Pour aider les troupes à mieux comprendre les missions futures, l'armée canadienne a fait appel à un fournisseur inhabituel, l'an dernier: un auteur de romans de science-fiction. Karl Schroeder a ainsi pondu Crise à Zefra, mettant en vedette des soldats canadiens en patrouille dans une ville fictive et chaotique d'Afrique, en 2025.
Pourquoi utiliser un roman pour enseigner aux soldats canadiens l'art de la guerre?
«C'est une pratique commune, dans les armées du monde, de faire appel au genre romanesque pour expliquer certains concepts plus difficiles aux soldats», a expliqué à La Presse Andrew B. Godefroy, éditeur du roman Crise à Zefra et instructeur au Collège militaire royal du Canada, à Kingston.
Avec Crise à Zefra, l'armée a renoué avec une tradition centenaire, plus ou moins abandonnée dans les années 90, après la fin de la guerre froide: commander des oeuvres de fiction pour enseigner l'art de la guerre aux soldats et aux officiers. La plus vieille, datant de 1905, était campée pendant la guerre des Boers, en Afrique du Sud.
M. Schroeder, un Torontois, est l'auteur de cinq romans futuristes. Son roman de 134 pages est basé sur les recherches d'une équipe de la Direction des concepts stratégiques de l'armée. But: «Servir de point de départ à un examen et à un débat éclairés des futurs concepts de l'Armée et des progrès technologiques», peut-on lire dans la postface de Crise à Zefra.
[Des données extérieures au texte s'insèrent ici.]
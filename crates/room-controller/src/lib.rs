//! Room Controller (RC) Service Library
//!
//! The coordination core behind Huddle's browser calling app:
//!
//! - Room presence, WebRTC signaling relay and screen-share/recording toggles
//! - Collision-safe offer/answer negotiation between peers
//! - Ordered reassembly of streamed recording uploads with selective
//!   retransmission
//! - Group chat fan-out with client-id deduplication
//!
//! # Architecture
//!
//! ```text
//! ControllerActor (singleton)
//! ├── owns the room-by-id and session-by-signal-id registries
//! ├── RoomActor (one per live room)
//! │   └── owns members, connected peers and open recordings
//! └── SessionActor (one per client connection)
//!     └── owns identity, room/group subscriptions, seen message ids
//!
//! EventBus (dispatcher task)
//! └── deferred, topic-keyed fan-out to session subscriptions
//! ```
//!
//! Sessions talk to rooms by message; rooms and sessions publish on the
//! [`bus::EventBus`], which delivers from its own task so a publish never
//! re-enters the publisher.
//!
//! # Modules
//!
//! - [`actors`] - Controller, room and session actors
//! - [`bus`] - Topic-keyed event bus
//! - [`negotiation`] - Polite/impolite offer collision handling
//! - [`peer_client`] - Client-side driver for negotiation over the room channel
//! - [`protocol`] - Inbound and outbound client events
//! - [`services`] - Identity, store and recording archive collaborators
//! - [`config`] - Service configuration from environment
//! - [`errors`] - Error taxonomy and client-safe messages
//! - [`observability`] - Health endpoints and Prometheus metrics

pub mod actors;
pub mod bus;
pub mod config;
pub mod errors;
pub mod negotiation;
pub mod observability;
pub mod peer_client;
pub mod protocol;
pub mod services;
L'auteur de Lady of Mazes et de Sun of Suns a donc mis en scène les aventures du caporal Michel Marchand et du sergent Leslie Campbell, assistés de Ebun Ishangi, analyste et traductrice du ministère de la Défense nationale, dans la ville en proie à une guerre civile. Mais les véritables héros de Crise à Zefra, ce sont les gadgets et bidules futuristes, tous basés sur de véritables percées technologiques actuelles utilisées par les soldats canadiens. Des joujoux que ne renierait pas Kiefer Sutherland dans la série 24. Il est question de poussière intelligente, d'essaim de capteurs, de logiciels de traduction automatique et de nanotechnologie.
Extraits
Page 9: «(Desai) sourit; son propre visiocasque lui donnait une vue de la ville de très haut. () La ville virtuelle qu'elle surveillait était un amalgame de données en direct émises par un aérostat.»
Page 16: «Plusieurs enfants riaient aux éclats tout en chassant deux drones hélicoptères de la taille de la paume d'une main.»
Page 21: «Le visiocasque avait conservé un souvenir de la trajectoire de la grenade»
Page 28: «Les robots utilisaient un radar Doppler pour repérer la respiration et le battement de coeur des humains» cachés dans un immeuble assiégé par les soldats canadiens.
Karl Schroeder, reconnu pour intégrer la philosophie à ses ouvrages de science-fiction, fait dire à un leader rebelle, Mastan Nouria: «Il est ironique de penser que ce sont des soldats canadiens qui vont être tués. C'est un de leurs philosophes, Marshall McLuhan, qui a affirmé que la politique finirait par être remplacée par l'imagerie. Cet adage va aujourd'hui recevoir confirmation.»
Chaque partie de Crise à Zefra prend fin sur une série de questions soumises aux lecteurs, sur l'environnement politique et technologique des missions canadiennes. Les militaires sont ensuite invités à en discuter sur un site web de l'armée. Crise à Zefra a été imprimé à 2500 exemplaires et est également disponible sur le web, gratuitement. La version web offre une multitude d'hyperliens expliquant les technologies décrites par Karl Schroeder.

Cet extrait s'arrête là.